Tuesday, May 17, 2011

Childhood Apraxia of Speech Therapy Fundamentals: Part 2 - Types and Variability of Practice

Childhood Apraxia of Speech (CAS) is neurological speech disorder that causes children to have difficulty with the motor planning, sequencing, and programming necessary to produce volitional speech. Therapy needs to address the core problem of motor planning for speech in the most effective way possible. Every child is different, so therapy must be customized. Therapy for a young child who is nonverbal will be different from therapy for an older child who is using multi-word sentences, but the speech is hard to understand. However, the basic underlying fundamentals of therapy for apraxia are going to be similar. These underlying fundamentals are based on current research and professional consensus.

How is therapy for Childhood Apraxia of Speech structured?

We've already discussed the fact that therapy for a motor planning problem needs to involve lots and lots of practice. The next question is how to structure that practice in order to get the best results.

Blocked versus Random practice

Blocked practice is practicing one target at a time, over and over again. This is where the therapist starts when trying to teach something entirely new. If you have a child who can't make a /b/ sound and you are trying to teach it, you are going to practice /b/ over and over again in blocks until the child experiences some success. A blocked practice structure is great at establishing a new skill, but doesn't carry over well outside of the therapy session. When the child begins to perform well in a blocked structure the therapist will move to a random practice structure.

Random practice is when several targets are practiced during a single activity. Now the therapist will practice that same /b/ sound, but will also throw in one or two other sounds the child can make too. The therapist will switch between the two or three sounds randomly. This increases the motor planning demands of the task because the child has to switch between different targets. It also makes the task a little more like real world speech demands when you are not saying the same sound over and over and over again.

Variability of practice

Therapy practice needs to vary in speech context, social context, and environmental context. Targets need to be practiced in multiple speech contexts. That /b/ needs to be practiced at the beginning, middle and ends of words. It needs to be practiced in multiple syllable structures. It needs to be practiced in phrases, sentences, and in conversation.
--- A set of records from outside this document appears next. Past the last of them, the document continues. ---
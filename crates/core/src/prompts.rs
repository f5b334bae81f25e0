//! No-Repeat Prompt Selection
//!
//! Selects SEL prompts uniformly at random among the catalog entries not yet
//! surfaced in the current session. Exhaustion is signalled explicitly rather
//! than silently repeating a prompt; the caller decides whether to reset the
//! category or move to another one.

use crate::lexicon::{Lexicon, SelCategory};
use crate::profile::AgeBand;
use rand::rngs::StdRng;
use rand::{Rng, SeedableRng};
use std::collections::{HashMap, HashSet};
use std::sync::Arc;

/// Outcome of a selection attempt.
#[derive(Debug, Clone, PartialEq, Eq)]
pub enum Selection {
    Prompt(String),
    /// Every prompt for the `(category, band)` pair has already been used.
    Exhausted,
}

/// Per-session prompt selector with a seedable random source.
pub struct PromptSelector {
    lexicon: Arc<Lexicon>,
    used: HashMap<SelCategory, HashSet<String>>,
    rng: StdRng,
}

impl PromptSelector {
    pub fn new(lexicon: Arc<Lexicon>) -> Self {
        Self::from_rng(lexicon, StdRng::from_os_rng())
    }

    /// Deterministic selector for scenario tests.
    pub fn with_seed(lexicon: Arc<Lexicon>, seed: u64) -> Self {
        Self::from_rng(lexicon, StdRng::seed_from_u64(seed))
    }

    fn from_rng(lexicon: Arc<Lexicon>, rng: StdRng) -> Self {
        Self {
            lexicon,
            used: HashMap::new(),
            rng,
        }
    }

    /// Picks an unused prompt for `(category, band)` and marks it used.
    pub fn next(&mut self, category: SelCategory, band: AgeBand) -> Selection {
        let used = self.used.entry(category).or_default();
        let available: Vec<&String> = self
            .lexicon
            .prompts(category, band)
            .iter()
            .filter(|p| !used.contains(*p))
            .collect();

        if available.is_empty() {
            return Selection::Exhausted;
        }

        let chosen = available[self.rng.random_range(0..available.len())].clone();
        used.insert(chosen.clone());
        Selection::Prompt(chosen)
    }

    /// Clears the used set for one category only.
    pub fn reset_category(&mut self, category: SelCategory) {
        self.used.remove(&category);
    }
}

#[cfg(test)]
mod tests {
    use super::*;

    fn selector() -> PromptSelector {
        PromptSelector::with_seed(Arc::new(Lexicon::default()), 42)
    }

    #[test]
    fn never_repeats_until_exhausted() {
        let mut selector = selector();
        let catalog_len = selector
            .lexicon
            .prompts(SelCategory::Reflection, AgeBand::Child)
            .len();

        let mut seen = HashSet::new();
        for _ in 0..catalog_len {
            match selector.next(SelCategory::Reflection, AgeBand::Child) {
                Selection::Prompt(p) => assert!(seen.insert(p), "prompt repeated before exhaustion"),
                Selection::Exhausted => panic!("exhausted too early"),
            }
        }
        assert_eq!(
            selector.next(SelCategory::Reflection, AgeBand::Child),
            Selection::Exhausted
        );
    }

    #[test]
    fn reset_affects_one_category_only() {
        let mut selector = selector();
        for _ in 0..3 {
            selector.next(SelCategory::Reflection, AgeBand::Teen);
            selector.next(SelCategory::SelfAwareness, AgeBand::Teen);
        }
        assert_eq!(
            selector.next(SelCategory::Reflection, AgeBand::Teen),
            Selection::Exhausted
        );

        selector.reset_category(SelCategory::Reflection);
        assert!(matches!(
            selector.next(SelCategory::Reflection, AgeBand::Teen),
            Selection::Prompt(_)
        ));
        // The other category stays exhausted.
        assert_eq!(
            selector.next(SelCategory::SelfAwareness, AgeBand::Teen),
            Selection::Exhausted
        );
    }

    #[test]
    fn seeded_selectors_are_deterministic() {
        let lexicon = Arc::new(Lexicon::default());
        let mut a = PromptSelector::with_seed(lexicon.clone(), 7);
        let mut b = PromptSelector::with_seed(lexicon, 7);
        for _ in 0..3 {
            assert_eq!(
                a.next(SelCategory::SocialAwareness, AgeBand::Adult),
                b.next(SelCategory::SocialAwareness, AgeBand::Adult)
            );
        }
    }
}
//! Structured Feedback Collection
//!
//! Records rating/comment entries about individual replies and computes the
//! session-level statistics used in the closing recap. Rating validation is
//! the engine's job; the ledger itself never rejects an entry.

use serde::{Deserialize, Serialize};

#[derive(Serialize, Deserialize, Debug, Clone, PartialEq)]
pub struct FeedbackEntry {
    /// The assistant reply the feedback is about.
    pub response: String,
    /// Validated by the caller to be within 1..=5.
    pub rating: u8,
    pub comment: Option<String>,
}

#[derive(Serialize, Debug, Clone, PartialEq)]
pub struct FeedbackSummary {
    /// `None` when no feedback was collected; never divides by zero.
    pub average_rating: Option<f64>,
    pub total_feedback: usize,
    pub comments: Vec<String>,
}

/// Append-only ledger of feedback entries for one session.
#[derive(Debug, Default)]
pub struct FeedbackLedger {
    entries: Vec<FeedbackEntry>,
}

impl FeedbackLedger {
    pub fn record(&mut self, entry: FeedbackEntry) {
        self.entries.push(entry);
    }

    pub fn is_empty(&self) -> bool {
        self.entries.is_empty()
    }

    pub fn summary(&self) -> FeedbackSummary {
        let total = self.entries.len();
        let average_rating = if total == 0 {
            None
        } else {
            let sum: u32 = self.entries.iter().map(|e| u32::from(e.rating)).sum();
            Some(f64::from(sum) / total as f64)
        };
        let comments = self
            .entries
            .iter()
            .filter_map(|e| e.comment.clone())
            .collect();
        FeedbackSummary {
            average_rating,
            total_feedback: total,
            comments,
        }
    }
}

#[cfg(test)]
mod tests {
    use super::*;

    fn entry(rating: u8, comment: Option<&str>) -> FeedbackEntry {
        FeedbackEntry {
            response: "a reply".to_string(),
            rating,
            comment: comment.map(String::from),
        }
    }

    #[test]
    fn empty_ledger_has_no_average() {
        let ledger = FeedbackLedger::default();
        let summary = ledger.summary();
        assert_eq!(summary.total_feedback, 0);
        assert_eq!(summary.average_rating, None);
        assert!(summary.comments.is_empty());
    }

    #[test]
    fn average_of_five_three_four_is_four() {
        let mut ledger = FeedbackLedger::default();
        ledger.record(entry(5, None));
        ledger.record(entry(3, Some("could be warmer")));
        ledger.record(entry(4, None));

        let summary = ledger.summary();
        assert_eq!(summary.total_feedback, 3);
        assert_eq!(summary.average_rating, Some(4.0));
        assert_eq!(summary.comments, vec!["could be warmer".to_string()]);
    }

    #[test]
    fn comments_preserve_order() {
        let mut ledger = FeedbackLedger::default();
        ledger.record(entry(1, Some("first")));
        ledger.record(entry(2, None));
        ledger.record(entry(3, Some("second")));
        assert_eq!(
            ledger.summary().comments,
            vec!["first".to_string(), "second".to_string()]
        );
    }
}
//! Axum Router Configuration
//!
//! This module defines the complete HTTP routing for the application,
//! including the chat endpoint and OpenAPI documentation.

use crate::{
    handlers,
    models::{ChatRequest, ChatResponse, ErrorResponse},
    state::AppState,
};

use axum::{Router, routing::post};
use std::sync::Arc;
use utoipa::OpenApi;
use utoipa_swagger_ui::SwaggerUi;

#[derive(OpenApi)]
#[openapi(
    paths(handlers::chat),
    components(schemas(ChatRequest, ChatResponse, ErrorResponse)),
    tags(
        (name = "Amie API", description = "Turn-based chat with the Amie emotional companion")
    )
)]
pub struct ApiDoc;

/// Creates the main Axum router for the application.
pub fn create_router(app_state: Arc<AppState>) -> Router {
    let api_router = Router::new()
        .route("/chat", post(handlers::chat))
        .with_state(app_state);

    Router::new()
        .merge(SwaggerUi::new("/swagger-ui").url("/api-docs/openapi.json", ApiDoc::openapi()))
        .merge(api_router)
}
Therapy practice needs to vary in social context as well. Practicing a /b/ with the speech therapist is different than practicing it with Mama or Grandpa. Practicing a /b/ in a speech therapy session or during a practice session at home is different than practicing every /b/ word that comes up when reading a bedtime story with Daddy.

Finally, variability can also include environmental variation. The child should be working to improve their production of speech targets in therapy, at home, at the grandparent's house, in the car, at the grocery store, at school or daycare, etc.
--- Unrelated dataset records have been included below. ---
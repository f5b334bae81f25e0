//! Amie API Library Crate
//!
//! This library contains all the core logic for the Amie web service:
//! the application state, API handlers, and routing. The binaries are thin
//! wrappers around this library.

pub mod config;
pub mod handlers;
pub mod models;
pub mod router;
pub mod state;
The greater the three kinds of practice variability the better the child will internalize the new target and be able to use it spontaneously in a variety of contexts. This is why the participation of the parent is so important. The speech therapist cannot achieve social and environmental variability by him or herself. The practice the parents do at home and out and about during their daily life is an essential part of the therapy picture.

Summary

Therapy sessions for Childhood Apraxia of Speech need to involve lots and lots of speech productions. When learning something new, the therapist will used a blocked practice structure and only target that new skill. Once your child learns the new skill, the therapist will switch to a random practice structure and randomly switch between the newly learned skill and some old ones in order to improve performance when the demands of the task are harder. The speech skills also need to be practiced in different speech contexts, social contexts, and environmental contexts. Home practice is essential for this variability in practice.

You just finished Part 2 of a three part series on Childhood Apraxia of Speech Therapy Fundamentals.